*** Block opens ***

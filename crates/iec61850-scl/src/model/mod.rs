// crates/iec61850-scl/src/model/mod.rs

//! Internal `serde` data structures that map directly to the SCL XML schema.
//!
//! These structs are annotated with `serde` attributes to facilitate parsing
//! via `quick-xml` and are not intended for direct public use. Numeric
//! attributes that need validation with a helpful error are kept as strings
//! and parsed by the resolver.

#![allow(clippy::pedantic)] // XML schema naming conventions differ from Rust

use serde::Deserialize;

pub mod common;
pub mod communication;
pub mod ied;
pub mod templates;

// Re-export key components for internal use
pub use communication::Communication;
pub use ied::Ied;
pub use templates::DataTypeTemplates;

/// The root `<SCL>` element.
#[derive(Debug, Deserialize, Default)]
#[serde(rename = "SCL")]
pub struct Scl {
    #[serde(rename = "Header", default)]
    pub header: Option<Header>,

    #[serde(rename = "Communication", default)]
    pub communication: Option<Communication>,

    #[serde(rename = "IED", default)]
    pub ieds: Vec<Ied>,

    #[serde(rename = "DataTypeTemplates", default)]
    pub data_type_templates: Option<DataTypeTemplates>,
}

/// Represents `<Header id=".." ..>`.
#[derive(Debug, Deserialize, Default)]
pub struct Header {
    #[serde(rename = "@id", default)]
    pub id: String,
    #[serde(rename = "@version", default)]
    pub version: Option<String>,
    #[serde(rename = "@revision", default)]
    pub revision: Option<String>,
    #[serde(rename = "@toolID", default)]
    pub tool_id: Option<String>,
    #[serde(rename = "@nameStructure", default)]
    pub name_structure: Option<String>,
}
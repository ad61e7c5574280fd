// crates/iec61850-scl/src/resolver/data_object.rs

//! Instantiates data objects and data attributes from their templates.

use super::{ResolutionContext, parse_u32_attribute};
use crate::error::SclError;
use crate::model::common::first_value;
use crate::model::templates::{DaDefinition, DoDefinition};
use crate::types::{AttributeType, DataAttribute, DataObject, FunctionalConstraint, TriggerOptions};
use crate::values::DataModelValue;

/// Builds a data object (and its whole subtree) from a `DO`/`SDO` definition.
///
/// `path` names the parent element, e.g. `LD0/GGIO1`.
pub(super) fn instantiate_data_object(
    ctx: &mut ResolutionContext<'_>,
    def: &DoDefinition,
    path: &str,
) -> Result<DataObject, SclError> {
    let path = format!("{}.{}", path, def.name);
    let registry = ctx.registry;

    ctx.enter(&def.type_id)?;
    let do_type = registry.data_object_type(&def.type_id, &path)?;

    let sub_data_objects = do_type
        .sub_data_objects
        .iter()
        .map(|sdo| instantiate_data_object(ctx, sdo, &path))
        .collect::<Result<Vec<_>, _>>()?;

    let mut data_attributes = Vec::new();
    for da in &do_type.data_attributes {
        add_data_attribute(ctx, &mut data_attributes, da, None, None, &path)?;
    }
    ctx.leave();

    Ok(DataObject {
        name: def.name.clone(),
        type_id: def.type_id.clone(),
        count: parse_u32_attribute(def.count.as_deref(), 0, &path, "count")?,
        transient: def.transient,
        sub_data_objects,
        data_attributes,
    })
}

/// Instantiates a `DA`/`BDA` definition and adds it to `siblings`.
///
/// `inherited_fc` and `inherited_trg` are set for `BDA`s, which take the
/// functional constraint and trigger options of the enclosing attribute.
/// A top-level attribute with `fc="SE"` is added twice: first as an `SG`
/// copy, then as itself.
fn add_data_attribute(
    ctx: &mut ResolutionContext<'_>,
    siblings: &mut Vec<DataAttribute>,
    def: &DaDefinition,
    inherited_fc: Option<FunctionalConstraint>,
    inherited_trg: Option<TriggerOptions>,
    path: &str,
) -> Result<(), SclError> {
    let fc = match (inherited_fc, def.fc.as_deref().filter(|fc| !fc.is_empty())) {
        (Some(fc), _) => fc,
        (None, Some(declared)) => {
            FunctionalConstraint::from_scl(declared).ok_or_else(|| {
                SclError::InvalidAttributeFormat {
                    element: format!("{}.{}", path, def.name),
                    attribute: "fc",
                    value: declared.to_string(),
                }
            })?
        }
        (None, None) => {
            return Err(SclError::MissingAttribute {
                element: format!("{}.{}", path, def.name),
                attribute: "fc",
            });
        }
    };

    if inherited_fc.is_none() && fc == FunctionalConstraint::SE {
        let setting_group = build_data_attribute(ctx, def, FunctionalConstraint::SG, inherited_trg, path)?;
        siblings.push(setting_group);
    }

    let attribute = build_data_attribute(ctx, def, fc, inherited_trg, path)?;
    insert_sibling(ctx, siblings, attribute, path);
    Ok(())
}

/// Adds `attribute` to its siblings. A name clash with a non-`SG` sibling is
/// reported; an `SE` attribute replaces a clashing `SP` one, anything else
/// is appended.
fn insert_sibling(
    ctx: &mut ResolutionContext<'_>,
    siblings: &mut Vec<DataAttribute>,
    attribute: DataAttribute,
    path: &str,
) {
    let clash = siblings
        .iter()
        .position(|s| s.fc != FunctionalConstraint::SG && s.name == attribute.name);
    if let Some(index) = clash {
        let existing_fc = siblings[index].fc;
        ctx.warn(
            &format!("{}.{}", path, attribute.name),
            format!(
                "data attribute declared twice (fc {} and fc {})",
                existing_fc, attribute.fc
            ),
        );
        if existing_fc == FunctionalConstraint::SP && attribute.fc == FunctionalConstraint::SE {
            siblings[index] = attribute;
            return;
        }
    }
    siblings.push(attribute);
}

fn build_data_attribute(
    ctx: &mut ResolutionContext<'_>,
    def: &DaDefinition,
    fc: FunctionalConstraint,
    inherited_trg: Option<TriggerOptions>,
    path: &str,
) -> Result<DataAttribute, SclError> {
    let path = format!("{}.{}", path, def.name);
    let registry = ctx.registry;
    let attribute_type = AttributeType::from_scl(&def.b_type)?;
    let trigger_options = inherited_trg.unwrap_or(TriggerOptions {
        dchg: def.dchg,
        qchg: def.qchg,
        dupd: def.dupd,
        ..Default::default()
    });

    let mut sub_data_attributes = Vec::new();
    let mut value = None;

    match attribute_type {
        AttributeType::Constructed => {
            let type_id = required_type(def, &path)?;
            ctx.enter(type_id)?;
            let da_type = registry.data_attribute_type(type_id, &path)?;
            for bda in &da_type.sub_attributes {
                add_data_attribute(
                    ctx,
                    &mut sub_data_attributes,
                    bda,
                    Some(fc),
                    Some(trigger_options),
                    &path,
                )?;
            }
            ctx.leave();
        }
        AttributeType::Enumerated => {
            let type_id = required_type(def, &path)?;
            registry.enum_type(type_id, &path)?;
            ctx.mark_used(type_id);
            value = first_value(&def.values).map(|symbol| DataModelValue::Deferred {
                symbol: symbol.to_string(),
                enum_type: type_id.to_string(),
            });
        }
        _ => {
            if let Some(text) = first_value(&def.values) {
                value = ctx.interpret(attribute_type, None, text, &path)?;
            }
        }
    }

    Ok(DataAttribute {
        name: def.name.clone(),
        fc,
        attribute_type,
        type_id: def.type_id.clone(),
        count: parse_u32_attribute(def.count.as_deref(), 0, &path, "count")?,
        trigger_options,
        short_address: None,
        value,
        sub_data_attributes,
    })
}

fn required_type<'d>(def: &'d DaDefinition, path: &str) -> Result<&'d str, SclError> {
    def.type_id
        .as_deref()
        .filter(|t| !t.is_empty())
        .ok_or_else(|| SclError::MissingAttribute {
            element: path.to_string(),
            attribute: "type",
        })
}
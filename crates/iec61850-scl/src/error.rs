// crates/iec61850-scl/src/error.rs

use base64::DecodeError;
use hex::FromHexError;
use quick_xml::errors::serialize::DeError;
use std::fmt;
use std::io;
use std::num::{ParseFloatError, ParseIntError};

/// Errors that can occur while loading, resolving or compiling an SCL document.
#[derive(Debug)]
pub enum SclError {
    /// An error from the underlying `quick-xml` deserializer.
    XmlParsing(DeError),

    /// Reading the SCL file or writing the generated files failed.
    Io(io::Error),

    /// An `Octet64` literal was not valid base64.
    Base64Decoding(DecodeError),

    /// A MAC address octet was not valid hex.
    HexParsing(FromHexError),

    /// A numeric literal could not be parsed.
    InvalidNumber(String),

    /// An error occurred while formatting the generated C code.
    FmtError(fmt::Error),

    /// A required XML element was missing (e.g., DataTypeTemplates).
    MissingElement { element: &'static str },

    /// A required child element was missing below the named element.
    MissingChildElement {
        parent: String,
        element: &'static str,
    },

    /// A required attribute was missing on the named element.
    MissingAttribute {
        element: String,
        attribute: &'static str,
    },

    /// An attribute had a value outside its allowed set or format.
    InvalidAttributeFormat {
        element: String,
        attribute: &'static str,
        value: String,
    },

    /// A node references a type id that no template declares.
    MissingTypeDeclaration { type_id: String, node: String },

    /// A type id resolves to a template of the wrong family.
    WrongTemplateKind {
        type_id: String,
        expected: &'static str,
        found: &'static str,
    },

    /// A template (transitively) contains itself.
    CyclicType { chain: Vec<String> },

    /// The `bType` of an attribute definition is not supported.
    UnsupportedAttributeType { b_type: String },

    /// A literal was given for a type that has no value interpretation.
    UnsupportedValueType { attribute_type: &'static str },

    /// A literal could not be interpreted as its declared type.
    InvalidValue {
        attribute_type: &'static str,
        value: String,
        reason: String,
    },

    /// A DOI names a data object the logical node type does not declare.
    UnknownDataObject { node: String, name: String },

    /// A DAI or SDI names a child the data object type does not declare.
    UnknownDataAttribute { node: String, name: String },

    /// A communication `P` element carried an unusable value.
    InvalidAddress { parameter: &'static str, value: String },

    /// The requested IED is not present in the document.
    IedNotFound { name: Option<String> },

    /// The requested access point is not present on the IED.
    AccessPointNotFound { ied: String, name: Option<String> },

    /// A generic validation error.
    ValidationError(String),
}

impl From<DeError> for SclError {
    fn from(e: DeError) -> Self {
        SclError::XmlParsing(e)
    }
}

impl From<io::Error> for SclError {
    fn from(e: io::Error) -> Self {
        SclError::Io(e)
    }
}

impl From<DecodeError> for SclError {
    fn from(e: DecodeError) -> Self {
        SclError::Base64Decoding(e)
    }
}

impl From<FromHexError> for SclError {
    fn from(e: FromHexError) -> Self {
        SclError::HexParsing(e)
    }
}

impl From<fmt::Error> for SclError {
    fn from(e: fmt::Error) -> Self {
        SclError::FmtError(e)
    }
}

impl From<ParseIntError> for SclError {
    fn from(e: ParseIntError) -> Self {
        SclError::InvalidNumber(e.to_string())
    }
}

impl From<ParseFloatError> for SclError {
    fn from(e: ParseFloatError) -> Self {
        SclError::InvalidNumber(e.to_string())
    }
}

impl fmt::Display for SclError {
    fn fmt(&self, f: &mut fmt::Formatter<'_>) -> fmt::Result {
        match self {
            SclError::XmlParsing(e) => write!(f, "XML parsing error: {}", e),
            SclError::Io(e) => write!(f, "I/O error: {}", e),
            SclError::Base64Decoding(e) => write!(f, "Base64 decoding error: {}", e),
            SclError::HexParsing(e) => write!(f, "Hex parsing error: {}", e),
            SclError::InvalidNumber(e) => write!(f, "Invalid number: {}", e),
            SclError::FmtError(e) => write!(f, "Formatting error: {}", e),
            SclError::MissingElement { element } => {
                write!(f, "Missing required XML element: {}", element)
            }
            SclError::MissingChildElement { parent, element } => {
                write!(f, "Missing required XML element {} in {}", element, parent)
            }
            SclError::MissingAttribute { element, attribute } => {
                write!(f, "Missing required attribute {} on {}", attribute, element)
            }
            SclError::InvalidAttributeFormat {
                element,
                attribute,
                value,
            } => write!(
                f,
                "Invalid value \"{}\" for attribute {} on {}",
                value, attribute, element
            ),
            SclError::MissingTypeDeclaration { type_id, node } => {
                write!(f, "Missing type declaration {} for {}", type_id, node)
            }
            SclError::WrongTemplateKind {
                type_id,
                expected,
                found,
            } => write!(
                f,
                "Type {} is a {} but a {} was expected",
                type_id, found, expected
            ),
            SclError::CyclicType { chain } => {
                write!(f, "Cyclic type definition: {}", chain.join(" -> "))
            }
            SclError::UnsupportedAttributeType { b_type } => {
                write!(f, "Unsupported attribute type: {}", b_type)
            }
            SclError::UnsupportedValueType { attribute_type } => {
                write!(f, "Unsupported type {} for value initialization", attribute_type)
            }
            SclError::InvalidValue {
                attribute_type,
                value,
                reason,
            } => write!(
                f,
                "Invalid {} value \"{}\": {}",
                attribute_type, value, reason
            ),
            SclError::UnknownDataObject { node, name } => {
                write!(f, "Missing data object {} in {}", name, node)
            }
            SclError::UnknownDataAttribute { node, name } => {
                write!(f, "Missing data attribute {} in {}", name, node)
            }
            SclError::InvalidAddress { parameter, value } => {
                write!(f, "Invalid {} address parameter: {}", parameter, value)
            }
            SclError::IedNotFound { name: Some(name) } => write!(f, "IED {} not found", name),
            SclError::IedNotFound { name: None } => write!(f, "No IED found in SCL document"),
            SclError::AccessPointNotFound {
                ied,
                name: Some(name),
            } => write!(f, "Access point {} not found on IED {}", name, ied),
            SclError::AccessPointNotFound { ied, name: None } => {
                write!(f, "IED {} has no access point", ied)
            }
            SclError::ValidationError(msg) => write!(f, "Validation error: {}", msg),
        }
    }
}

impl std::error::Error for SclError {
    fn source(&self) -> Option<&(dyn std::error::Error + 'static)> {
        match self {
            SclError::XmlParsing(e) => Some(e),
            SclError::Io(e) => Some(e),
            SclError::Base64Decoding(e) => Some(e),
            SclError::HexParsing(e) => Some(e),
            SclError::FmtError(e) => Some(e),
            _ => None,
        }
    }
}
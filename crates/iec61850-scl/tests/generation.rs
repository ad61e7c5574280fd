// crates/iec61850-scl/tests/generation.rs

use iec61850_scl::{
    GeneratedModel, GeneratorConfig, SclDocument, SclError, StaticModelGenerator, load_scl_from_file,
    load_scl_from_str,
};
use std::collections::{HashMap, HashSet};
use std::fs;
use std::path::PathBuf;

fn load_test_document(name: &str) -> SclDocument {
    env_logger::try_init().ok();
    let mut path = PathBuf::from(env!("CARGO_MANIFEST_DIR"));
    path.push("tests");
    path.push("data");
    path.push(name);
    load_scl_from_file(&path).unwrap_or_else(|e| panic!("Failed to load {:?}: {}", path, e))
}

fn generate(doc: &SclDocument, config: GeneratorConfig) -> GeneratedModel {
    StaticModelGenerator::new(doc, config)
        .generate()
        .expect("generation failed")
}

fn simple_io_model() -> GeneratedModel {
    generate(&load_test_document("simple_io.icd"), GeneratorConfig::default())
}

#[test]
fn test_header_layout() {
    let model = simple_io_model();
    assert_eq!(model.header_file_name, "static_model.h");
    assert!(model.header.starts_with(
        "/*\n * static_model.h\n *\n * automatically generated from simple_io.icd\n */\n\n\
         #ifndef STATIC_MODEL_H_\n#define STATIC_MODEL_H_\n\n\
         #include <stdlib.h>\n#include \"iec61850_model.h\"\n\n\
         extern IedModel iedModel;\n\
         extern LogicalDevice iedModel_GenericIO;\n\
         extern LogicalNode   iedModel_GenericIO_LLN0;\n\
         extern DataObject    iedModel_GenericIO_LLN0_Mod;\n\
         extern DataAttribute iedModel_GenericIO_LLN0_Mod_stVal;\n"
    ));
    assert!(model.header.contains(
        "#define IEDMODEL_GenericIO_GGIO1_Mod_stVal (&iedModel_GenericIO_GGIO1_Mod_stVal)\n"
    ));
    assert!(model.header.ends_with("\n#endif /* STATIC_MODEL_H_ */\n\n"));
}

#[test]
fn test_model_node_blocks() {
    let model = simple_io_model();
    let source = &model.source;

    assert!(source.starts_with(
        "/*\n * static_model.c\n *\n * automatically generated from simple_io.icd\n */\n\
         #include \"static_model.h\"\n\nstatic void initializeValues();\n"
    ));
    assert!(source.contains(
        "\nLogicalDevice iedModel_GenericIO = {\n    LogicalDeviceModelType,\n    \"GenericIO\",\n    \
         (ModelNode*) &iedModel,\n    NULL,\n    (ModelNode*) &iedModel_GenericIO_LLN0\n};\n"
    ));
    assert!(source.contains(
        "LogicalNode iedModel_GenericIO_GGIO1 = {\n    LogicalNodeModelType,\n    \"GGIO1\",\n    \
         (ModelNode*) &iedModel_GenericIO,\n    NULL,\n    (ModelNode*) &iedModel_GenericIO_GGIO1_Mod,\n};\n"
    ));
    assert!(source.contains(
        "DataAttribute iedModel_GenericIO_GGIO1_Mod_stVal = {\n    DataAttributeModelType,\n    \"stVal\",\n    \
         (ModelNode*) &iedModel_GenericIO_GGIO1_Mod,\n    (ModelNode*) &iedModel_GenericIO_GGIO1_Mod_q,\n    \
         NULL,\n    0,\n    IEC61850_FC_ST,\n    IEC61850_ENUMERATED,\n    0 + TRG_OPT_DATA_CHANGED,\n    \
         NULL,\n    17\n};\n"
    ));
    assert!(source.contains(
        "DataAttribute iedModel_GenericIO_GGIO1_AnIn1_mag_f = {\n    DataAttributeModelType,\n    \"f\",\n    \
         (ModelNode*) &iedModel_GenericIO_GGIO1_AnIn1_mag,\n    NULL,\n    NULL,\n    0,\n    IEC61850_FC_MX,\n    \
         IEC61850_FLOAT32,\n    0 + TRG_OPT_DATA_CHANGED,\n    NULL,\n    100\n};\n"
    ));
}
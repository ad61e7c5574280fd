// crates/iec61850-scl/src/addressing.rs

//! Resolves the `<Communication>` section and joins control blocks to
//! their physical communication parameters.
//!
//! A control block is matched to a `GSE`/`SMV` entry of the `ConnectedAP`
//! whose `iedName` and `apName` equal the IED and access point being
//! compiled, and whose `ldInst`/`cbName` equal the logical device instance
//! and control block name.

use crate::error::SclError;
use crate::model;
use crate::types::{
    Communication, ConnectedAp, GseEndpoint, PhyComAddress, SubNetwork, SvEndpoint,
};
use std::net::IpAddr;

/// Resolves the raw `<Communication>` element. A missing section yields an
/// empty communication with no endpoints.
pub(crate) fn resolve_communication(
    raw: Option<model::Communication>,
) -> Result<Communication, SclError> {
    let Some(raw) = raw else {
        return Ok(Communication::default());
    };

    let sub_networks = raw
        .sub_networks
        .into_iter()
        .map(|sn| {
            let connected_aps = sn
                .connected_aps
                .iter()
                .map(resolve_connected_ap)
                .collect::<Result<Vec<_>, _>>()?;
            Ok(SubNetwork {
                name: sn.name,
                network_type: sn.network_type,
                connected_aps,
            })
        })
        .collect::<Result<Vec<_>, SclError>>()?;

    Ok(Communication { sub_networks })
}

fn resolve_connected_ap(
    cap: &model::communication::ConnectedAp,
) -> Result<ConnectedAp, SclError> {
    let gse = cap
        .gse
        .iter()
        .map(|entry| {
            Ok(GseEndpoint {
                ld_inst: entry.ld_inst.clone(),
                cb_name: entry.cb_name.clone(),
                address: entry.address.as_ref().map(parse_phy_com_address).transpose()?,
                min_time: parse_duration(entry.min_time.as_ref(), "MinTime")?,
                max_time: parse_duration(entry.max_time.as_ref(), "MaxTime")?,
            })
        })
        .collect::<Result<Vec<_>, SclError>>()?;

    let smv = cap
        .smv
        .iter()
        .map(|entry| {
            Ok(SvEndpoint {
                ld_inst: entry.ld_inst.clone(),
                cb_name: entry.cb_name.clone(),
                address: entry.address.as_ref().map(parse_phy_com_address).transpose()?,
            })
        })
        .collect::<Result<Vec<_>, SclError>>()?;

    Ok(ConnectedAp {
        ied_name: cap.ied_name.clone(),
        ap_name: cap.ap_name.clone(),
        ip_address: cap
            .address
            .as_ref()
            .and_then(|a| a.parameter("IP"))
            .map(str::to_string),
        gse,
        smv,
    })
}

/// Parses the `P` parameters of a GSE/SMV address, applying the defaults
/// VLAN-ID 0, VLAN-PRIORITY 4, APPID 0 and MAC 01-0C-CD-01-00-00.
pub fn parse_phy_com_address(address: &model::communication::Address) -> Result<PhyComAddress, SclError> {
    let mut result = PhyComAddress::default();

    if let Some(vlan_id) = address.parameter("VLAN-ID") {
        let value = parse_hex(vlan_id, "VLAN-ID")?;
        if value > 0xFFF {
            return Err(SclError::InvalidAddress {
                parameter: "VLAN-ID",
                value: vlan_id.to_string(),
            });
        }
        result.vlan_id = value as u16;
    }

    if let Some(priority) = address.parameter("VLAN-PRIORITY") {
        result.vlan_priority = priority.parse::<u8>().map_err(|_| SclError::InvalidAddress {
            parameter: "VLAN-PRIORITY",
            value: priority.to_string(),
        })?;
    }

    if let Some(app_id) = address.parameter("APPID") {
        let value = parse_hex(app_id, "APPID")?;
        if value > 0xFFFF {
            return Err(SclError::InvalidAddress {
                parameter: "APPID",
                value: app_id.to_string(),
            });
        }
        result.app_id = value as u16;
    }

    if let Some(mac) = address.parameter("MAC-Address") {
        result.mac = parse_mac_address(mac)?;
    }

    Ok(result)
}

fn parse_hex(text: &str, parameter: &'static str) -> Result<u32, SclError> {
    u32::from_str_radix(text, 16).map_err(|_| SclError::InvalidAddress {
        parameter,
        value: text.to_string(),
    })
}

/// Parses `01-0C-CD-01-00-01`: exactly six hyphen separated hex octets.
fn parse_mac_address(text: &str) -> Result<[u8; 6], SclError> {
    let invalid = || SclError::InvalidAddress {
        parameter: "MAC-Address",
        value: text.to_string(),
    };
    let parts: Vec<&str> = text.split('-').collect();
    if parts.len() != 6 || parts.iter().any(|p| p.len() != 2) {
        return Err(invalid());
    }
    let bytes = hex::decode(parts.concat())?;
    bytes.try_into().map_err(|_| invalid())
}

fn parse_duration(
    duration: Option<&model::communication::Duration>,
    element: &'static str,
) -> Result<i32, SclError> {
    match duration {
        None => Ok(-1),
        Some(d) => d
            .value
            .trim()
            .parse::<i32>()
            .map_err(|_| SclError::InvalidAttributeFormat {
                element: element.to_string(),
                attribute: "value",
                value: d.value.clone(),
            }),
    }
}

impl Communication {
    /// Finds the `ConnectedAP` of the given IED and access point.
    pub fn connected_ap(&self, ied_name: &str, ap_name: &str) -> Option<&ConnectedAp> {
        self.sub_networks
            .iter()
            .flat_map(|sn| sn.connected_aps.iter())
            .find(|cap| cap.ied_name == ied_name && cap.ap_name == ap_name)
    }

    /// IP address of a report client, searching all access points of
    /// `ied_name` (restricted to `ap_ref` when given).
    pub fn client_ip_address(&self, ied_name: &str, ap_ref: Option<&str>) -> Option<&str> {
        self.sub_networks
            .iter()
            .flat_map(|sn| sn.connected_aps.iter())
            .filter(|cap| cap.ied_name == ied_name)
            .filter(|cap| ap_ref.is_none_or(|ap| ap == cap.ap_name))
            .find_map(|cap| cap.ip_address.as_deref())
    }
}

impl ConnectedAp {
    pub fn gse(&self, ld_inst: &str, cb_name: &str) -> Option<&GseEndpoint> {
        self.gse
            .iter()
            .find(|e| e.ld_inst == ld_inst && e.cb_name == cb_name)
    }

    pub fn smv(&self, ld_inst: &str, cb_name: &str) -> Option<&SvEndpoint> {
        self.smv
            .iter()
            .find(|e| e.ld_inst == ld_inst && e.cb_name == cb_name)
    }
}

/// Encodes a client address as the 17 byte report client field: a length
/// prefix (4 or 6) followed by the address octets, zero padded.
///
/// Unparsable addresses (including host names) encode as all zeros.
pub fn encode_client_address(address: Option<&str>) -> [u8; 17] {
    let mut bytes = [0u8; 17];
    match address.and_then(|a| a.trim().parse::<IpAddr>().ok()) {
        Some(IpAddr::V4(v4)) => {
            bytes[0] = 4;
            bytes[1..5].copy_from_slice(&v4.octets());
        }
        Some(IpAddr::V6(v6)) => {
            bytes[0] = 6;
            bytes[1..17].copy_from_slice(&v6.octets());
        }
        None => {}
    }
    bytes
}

*** Block closes ***

[Aim of the task]: The first line of the entries, the line with "for internal use", and every line between them should be retyped exactly, and nothing else.

[Exercise result]:
filename crates/iec61850-scl/src/model/mod.rs
// crates/iec61850-scl/src/model/mod.rs

//! Internal `serde` data structures that map directly to the SCL XML schema.
//!
//! These structs are annotated with `serde` attributes to facilitate parsing
//! via `quick-xml` and are not intended for direct public use. Numeric
//! attributes that need validation with a helpful error are kept as strings
//! and parsed by the resolver.

#![allow(clippy::pedantic)] // XML schema naming conventions differ from Rust

use serde::Deserialize;

pub mod common;
pub mod communication;
pub mod ied;
pub mod templates;

// Re-export key components for internal use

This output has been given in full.